Aux débuts de son ministère, le nouveau Pape Benoît XVI exprima le désir que nous, évêques suisses, complétions la visite ad limina ainsi interrompue. Pour pouvoir nous entretenir avec lui au sujet de différentes questions portant sur les diocèses suisses, le Pape nous convia à Rome du 7 au 9 novembre 2006 pour trois journées de discussion approfondie. Cette fois, ce n’est pas nous qui avons visité les dicastères romains mais ce sont les cardinaux-préfets des congrégations les plus importantes à nous avoir rencontrés, pendant trois jours de réunions intenses et riches sur différents problèmes de l’Eglise en Suisse. Ces entretiens se sont déroulés dans une atmosphère fraternelle et dans un esprit de collégialité épiscopale. Selon les évêques suisses, cette forme de visite ad limina a eu le grand avantage de promouvoir une meilleure connaissance et compréhension réciproques, contribuant à harmoniser la pluralité des Eglises particulières avec l’unité de l’Eglise universelle, si bien que – comme le Pape Benoît XVI lui-même l’a noté – « l’Eglise locale vit son authenticité et en même temps la donne à l’Eglise universelle, afin que les deux donnent et reçoivent et ainsi grandisse l’unique Eglise du Seigneur ».

En ces jours-là, nous avons pu rencontrer trois fois le Pape Benoît XVI. La visite ad limina s’est ouverte avec une concélébration eucharistique avec lui. Dans l’homélie, le Saint-Père a proposé une réflexion profonde sur l’histoire de Dieu avec les hommes et a mis en évidence que cette histoire fait face à des insuccès continuels, mais que d’autre part Dieu trouve toujours de nouvelles voies et possibilités en vue d’une plus grande miséricorde. De cette façon, en fin de compte, Dieu n’échoue pas.
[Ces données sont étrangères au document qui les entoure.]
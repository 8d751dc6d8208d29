//! In-process cluster API
//!
//! Stands in for the real provisioning service: clusters advance one
//! lifecycle state per describe call, so a poll loop observes the same
//! progression it would see against the wire. Used by the CLI until a
//! service client is wired in, and by tests.

use crate::provision::{ClusterApi, ClusterStatus, ClusterStep, ClusterSummary, ProvisionError};
use async_trait::async_trait;
use serde_json::Value;
use std::collections::HashMap;
use std::sync::atomic::{AtomicUsize, Ordering};
use std::sync::Arc;
use tokio::sync::RwLock;
use tracing::info;

struct ClusterRecord {
    name: String,
    status: ClusterStatus,
    keep_alive: bool,
    terminate_requested: bool,
}

impl ClusterRecord {
    fn advance(&mut self) {
        self.status = match self.status {
            ClusterStatus::Starting => ClusterStatus::Bootstrapping,
            ClusterStatus::Bootstrapping => ClusterStatus::Running,
            ClusterStatus::Running if self.terminate_requested => ClusterStatus::Terminating,
            ClusterStatus::Running if self.keep_alive => ClusterStatus::Waiting,
            ClusterStatus::Running => ClusterStatus::Terminating,
            ClusterStatus::Waiting if self.terminate_requested => ClusterStatus::Terminating,
            ClusterStatus::Waiting => ClusterStatus::Waiting,
            ClusterStatus::Terminating => ClusterStatus::Terminated,
            terminal => terminal,
        };
    }
}

/// Cluster API backed by process memory
pub struct LocalClusterApi {
    clusters: Arc<RwLock<HashMap<String, ClusterRecord>>>,
    next_id: AtomicUsize,
}

impl LocalClusterApi {
    pub fn new() -> Self {
        Self {
            clusters: Arc::new(RwLock::new(HashMap::new())),
            next_id: AtomicUsize::new(1),
        }
    }
}

impl Default for LocalClusterApi {
    fn default() -> Self {
        Self::new()
    }
}

#[async_trait]
impl ClusterApi for LocalClusterApi {
    async fn create(&self, document: &Value) -> Result<String, ProvisionError> {
        let name = document
            .get("Name")
            .and_then(Value::as_str)
            .ok_or_else(|| ProvisionError::Validation("document has no Name".to_string()))?;
        let keep_alive = document
            .get("Instances")
            .and_then(|i| i.get("KeepJobFlowAliveWhenNoSteps"))
            .and_then(Value::as_bool)
            .unwrap_or(false);

        let id = format!("j-{:08}", self.next_id.fetch_add(1, Ordering::SeqCst));
        self.clusters.write().await.insert(
            id.clone(),
            ClusterRecord {
                name: name.to_string(),
                status: ClusterStatus::Starting,
                keep_alive,
                terminate_requested: false,
            },
        );
        info!("local cluster {} created for '{}'", id, name);
        Ok(id)
    }

    async fn describe(&self, cluster_id: &str) -> Result<ClusterStatus, ProvisionError> {
        let mut clusters = self.clusters.write().await;
        let record = clusters
            .get_mut(cluster_id)
            .ok_or_else(|| ProvisionError::NotFound(cluster_id.to_string()))?;
        record.advance();
        Ok(record.status)
    }

    async fn list_active(&self) -> Result<Vec<ClusterSummary>, ProvisionError> {
        let clusters = self.clusters.read().await;
        Ok(clusters
            .iter()
            .filter(|(_, record)| !record.status.is_terminal())
            .map(|(id, record)| ClusterSummary {
                id: id.clone(),
                name: record.name.clone(),
                status: record.status,
            })
            .collect())
    }

    async fn add_step(
        &self,
        cluster_id: &str,
        step: &ClusterStep,
    ) -> Result<String, ProvisionError> {
        let clusters = self.clusters.read().await;
        let record = clusters
            .get(cluster_id)
            .ok_or_else(|| ProvisionError::NotFound(cluster_id.to_string()))?;
        if record.status.is_terminal() {
            return Err(ProvisionError::Validation(format!(
                "cluster {} is {}",
                cluster_id, record.status
            )));
        }
        info!("local step '{}' accepted on {}", step.name, cluster_id);
        Ok(format!("s-{}-{}", cluster_id, step.name))
    }

    async fn terminate(&self, cluster_id: &str) -> Result<(), ProvisionError> {
        let mut clusters = self.clusters.write().await;
        let record = clusters
            .get_mut(cluster_id)
            .ok_or_else(|| ProvisionError::NotFound(cluster_id.to_string()))?;
        record.terminate_requested = true;
        Ok(())
    }
}

#[cfg(test)]
mod tests {
    use super::*;
    use serde_json::json;

    fn document(name: &str, keep_alive: bool) -> Value {
        json!({
            "Name": name,
            "Instances": { "KeepJobFlowAliveWhenNoSteps": keep_alive },
        })
    }

    #[tokio::test]
    async fn test_keep_alive_cluster_settles_in_waiting() {
        let api = LocalClusterApi::new();
        let id = api.create(&document("idle", true)).await.unwrap();

        let mut last = ClusterStatus::Starting;
        for _ in 0..5 {
            last = api.describe(&id).await.unwrap();
        }
        assert_eq!(last, ClusterStatus::Waiting);
    }

    #[tokio::test]
    async fn test_transient_cluster_terminates() {
        let api = LocalClusterApi::new();
        let id = api.create(&document("oneshot", false)).await.unwrap();

        let mut last = ClusterStatus::Starting;
        for _ in 0..6 {
            last = api.describe(&id).await.unwrap();
        }
        assert_eq!(last, ClusterStatus::Terminated);
    }

    #[tokio::test]
    async fn test_terminate_drains_active_listing() {
        let api = LocalClusterApi::new();
        let id = api.create(&document("victim", true)).await.unwrap();
        assert_eq!(api.list_active().await.unwrap().len(), 1);

        api.terminate(&id).await.unwrap();
        for _ in 0..8 {
            api.describe(&id).await.unwrap();
        }
        assert!(api.list_active().await.unwrap().is_empty());

        let err = api
            .add_step(
                &id,
                &ClusterStep {
                    name: "late".to_string(),
                    jar: "job.jar".to_string(),
                    args: vec![],
                    main_class: None,
                },
            )
            .await
            .unwrap_err();
        assert!(matches!(err, ProvisionError::Validation(_)));
    }
}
Au début et à la conclusion de nos travaux, le Saint-Père nous a offert deux allocutions où il a touché aux questions et aux problèmes qui préoccupent actuellement nos Eglises : la transmission de la foi, la catéchèse et la formation théologique, la liturgie, le ministère épiscopal et les grandes questions morales. Dans ses réflexions, il a souvent souhaité que l’on retrouve dans la vie de l’Eglise cette « centralité de Dieu » qui « doit apparaître de façon complètement nouvelle dans toute notre façon de penser et d’agir ».
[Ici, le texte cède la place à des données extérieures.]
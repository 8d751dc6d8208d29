//! Shared mock collaborators for integration scenarios

use async_trait::async_trait;
use launchpad::core::configuration::{Configuration, InstanceGroupSpec, Topology};
use launchpad::core::function::{LaunchFunction, TemplateRef};
use launchpad::core::profile::Profile;
use launchpad::notify::{Notifier, NotifyError};
use launchpad::pipeline::{LaunchPipeline, PipelineSettings};
use launchpad::provision::{
    ClusterApi, ClusterStatus, ClusterStep, ClusterSummary, ProvisionError, RetryPolicy,
};
use launchpad::registry::{InMemoryRegistry, TemplateStore};
use launchpad::OverrideSpec;
use serde_json::Value;
use std::collections::HashMap;
use std::sync::atomic::{AtomicUsize, Ordering};
use std::sync::{Arc, Mutex};
use std::time::Duration;

/// Cluster API that walks each cluster through a scripted status sequence
///
/// Every created cluster gets its own copy of the script; describe advances
/// one entry per call and clamps at the last.
pub struct ScriptedClusterApi {
    script: Vec<ClusterStatus>,
    cursors: Mutex<HashMap<String, usize>>,
    pub created: Mutex<Vec<Value>>,
    pub terminated: Mutex<Vec<String>>,
    pub active: Vec<ClusterSummary>,
    next_id: AtomicUsize,
}

impl ScriptedClusterApi {
    pub fn with_script(script: Vec<ClusterStatus>) -> Self {
        Self {
            script,
            cursors: Mutex::new(HashMap::new()),
            created: Mutex::new(Vec::new()),
            terminated: Mutex::new(Vec::new()),
            active: Vec::new(),
            next_id: AtomicUsize::new(1),
        }
    }

    pub fn with_active(mut self, summary: ClusterSummary) -> Self {
        self.active.push(summary);
        self
    }

    pub fn create_count(&self) -> usize {
        self.created.lock().unwrap().len()
    }
}

#[async_trait]
impl ClusterApi for ScriptedClusterApi {
    async fn create(&self, document: &Value) -> Result<String, ProvisionError> {
        let id = format!("j-{:04}", self.next_id.fetch_add(1, Ordering::SeqCst));
        self.created.lock().unwrap().push(document.clone());
        Ok(id)
    }

    async fn describe(&self, cluster_id: &str) -> Result<ClusterStatus, ProvisionError> {
        let mut cursors = self.cursors.lock().unwrap();
        let cursor = cursors.entry(cluster_id.to_string()).or_insert(0);
        let status = self.script[(*cursor).min(self.script.len() - 1)];
        *cursor += 1;
        Ok(status)
    }

    async fn list_active(&self) -> Result<Vec<ClusterSummary>, ProvisionError> {
        Ok(self.active.clone())
    }

    async fn add_step(
        &self,
        _cluster_id: &str,
        step: &ClusterStep,
    ) -> Result<String, ProvisionError> {
        Ok(format!("s-{}", step.name))
    }

    async fn terminate(&self, cluster_id: &str) -> Result<(), ProvisionError> {
        self.terminated.lock().unwrap().push(cluster_id.to_string());
        Ok(())
    }
}

/// Notifier that records every publish
#[derive(Default)]
pub struct RecordingNotifier {
    pub published: Mutex<Vec<(String, String, String)>>,
}

#[async_trait]
impl Notifier for RecordingNotifier {
    async fn publish(&self, target: &str, subject: &str, message: &str) -> Result<(), NotifyError> {
        self.published.lock().unwrap().push((
            target.to_string(),
            subject.to_string(),
            message.to_string(),
        ));
        Ok(())
    }
}

impl RecordingNotifier {
    pub fn messages_to(&self, target: &str) -> Vec<(String, String)> {
        self.published
            .lock()
            .unwrap()
            .iter()
            .filter(|(t, _, _)| t == target)
            .map(|(_, subject, message)| (subject.clone(), message.clone()))
            .collect()
    }
}

/// Publish the "basic" profile/configuration/function trio to a fresh store
pub async fn seed_basic_templates(store: &TemplateStore, wait_for_completion: bool) {
    let mut profile = Profile::new("default", "secure");
    profile.subnet_ids = vec!["subnet-1".to_string()];
    profile.service_role = Some("service-role".to_string());
    profile.instance_role = Some("instance-role".to_string());
    profile.log_destination = Some("s3://logs/clusters/".to_string());
    store.save_profile(&profile).await.unwrap();

    let configuration = Configuration::builder("default", "basic")
        .applications(&["Spark"])
        .release_label("emr-6.9.0")
        .topology(Topology::InstanceGroups {
            groups: vec![
                InstanceGroupSpec {
                    name: "primary".to_string(),
                    role: "MASTER".to_string(),
                    instance_type: "m5.xlarge".to_string(),
                    instance_count: 1,
                    market: None,
                },
                InstanceGroupSpec {
                    name: "core".to_string(),
                    role: "CORE".to_string(),
                    instance_type: "m5.xlarge".to_string(),
                    instance_count: 2,
                    market: None,
                },
            ],
            scaling: None,
        })
        .expose_override(
            "instanceCount",
            OverrideSpec::new("Instances.InstanceGroups.1.InstanceCount".parse().unwrap())
                .with_bounds(1.0, 10.0),
        )
        .build()
        .unwrap();
    store.save_configuration(&configuration).await.unwrap();

    let mut function = LaunchFunction::new(
        "default",
        "basic",
        TemplateRef::new("default", "secure"),
        TemplateRef::new("default", "basic"),
    );
    function.success_target = Some("ops-success".to_string());
    function.failure_target = Some("ops-failure".to_string());
    function.wait_for_completion = wait_for_completion;
    store.save_function(&function).await.unwrap();
}

/// Pipeline wired to the given mocks with test-friendly timings
pub fn test_pipeline(
    clusters: Arc<ScriptedClusterApi>,
    notifier: Arc<RecordingNotifier>,
) -> (TemplateStore, LaunchPipeline) {
    let store = TemplateStore::new(Arc::new(InMemoryRegistry::new()));
    let pipeline = LaunchPipeline::new(
        store.clone(),
        clusters,
        notifier,
        PipelineSettings {
            retry: RetryPolicy::immediate(2),
            poll_interval: Duration::from_millis(5),
        },
    );
    (store, pipeline)
}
Par ses allocutions théologiquement ancrées et profondément spirituelles, le Pape Benoît nous a indiqué avec clarté que tout discours dans et sur l’Eglise doit être intégré et subordonné au discours de et surtout avec Dieu. Les rappels à la foi n’ont d’autre but que celui de « rendre plus clair à notre vue le visage de Dieu ». Ainsi, le Pape Benoît, dans sa prévenante humilité et cordiale gentillesse, a montré son souci pastoral pour l’Eglise en Suisse, en accomplissant la tâche qui lui a été confiée par le Christ, « confirme tes frères ! », de façon très sympathique.
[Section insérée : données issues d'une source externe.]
//! Error taxonomy for the launch pipeline
//!
//! Every failure mode is an explicit kind so the pipeline's Fail transition
//! can pattern-match on it instead of catching by type.

use thiserror::Error;

/// Errors raised by template assembly, override resolution, and the pipeline
#[derive(Debug, Error)]
pub enum LaunchError {
    /// A Profile, Configuration, or Launch Function is absent from the registry
    #[error("{kind} '{namespace}/{name}' not found")]
    NotFound {
        kind: &'static str,
        namespace: String,
        name: String,
    },

    /// Mutation attempted on an object rehydrated from the registry
    #[error("{kind} '{name}' is read-only once loaded from the registry")]
    ReadOnly { kind: &'static str, name: String },

    /// A caller override was rejected before any resource was created
    #[error("invalid override: {0}")]
    InvalidOverride(String),

    /// The running-guard found an active cluster with the same name
    #[error("cluster '{0}' is already running")]
    AlreadyRunning(String),

    /// The provisioning API failed (after retries, for transient kinds)
    #[error("provisioning error: {0}")]
    Provision(#[from] crate::provision::ProvisionError),

    /// The registry backend failed
    #[error("registry error: {0}")]
    Registry(String),

    /// Notification publish failed
    #[error("notification error: {0}")]
    Notify(String),

    /// The async completion wait resolved as failed
    #[error("completion failed ({code}): {cause}")]
    Completion { code: String, cause: String },

    /// A template file failed to parse or validate
    #[error("template error: {0}")]
    Template(String),
}

impl LaunchError {
    /// Convenience constructor for not-found errors
    pub fn not_found(kind: &'static str, namespace: &str, name: &str) -> Self {
        LaunchError::NotFound {
            kind,
            namespace: namespace.to_string(),
            name: name.to_string(),
        }
    }

    /// Convenience constructor for read-only violations
    pub fn read_only(kind: &'static str, name: &str) -> Self {
        LaunchError::ReadOnly {
            kind,
            name: name.to_string(),
        }
    }
}

#[cfg(test)]
mod tests {
    use super::*;

    #[test]
    fn test_error_display() {
        let err = LaunchError::not_found("configuration", "default", "basic");
        assert_eq!(err.to_string(), "configuration 'default/basic' not found");

        let err = LaunchError::read_only("profile", "secure");
        assert!(err.to_string().contains("read-only"));

        let err = LaunchError::AlreadyRunning("basic".to_string());
        assert!(err.to_string().contains("already running"));
    }
}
« Qui ne donne pas Dieu, donne trop peu ». Cette devise souvent citée par le Saint-Père a eu un écho aussi chez nous, évêques suisses. Elle nous a donné une vision accomplie du mystère du Dieu Trinitaire et un enthousiasme renouvelé pour la foi et le ministère épiscopal. Son homélie et ses deux allocutions sont documentées et commentées dans cette publication. En fait, elles « n’appartiennent » pas seulement à nous, évêques suisses, mais à toutes les Eglises locales qui nous ont été confiées. Je suis heureux que ces textes solides du Saint-Père, pourvus de différents commentaires, soient aujourd’hui accessibles à un public plus vaste.

Je formule mes vœux les meilleurs à la publication de ce petit livre, avec l’espoir qu’aussi dans les diocèses de la Suisse l’on arrive à toujours mieux porter Dieu au centre de la vie ecclésiale et sociale.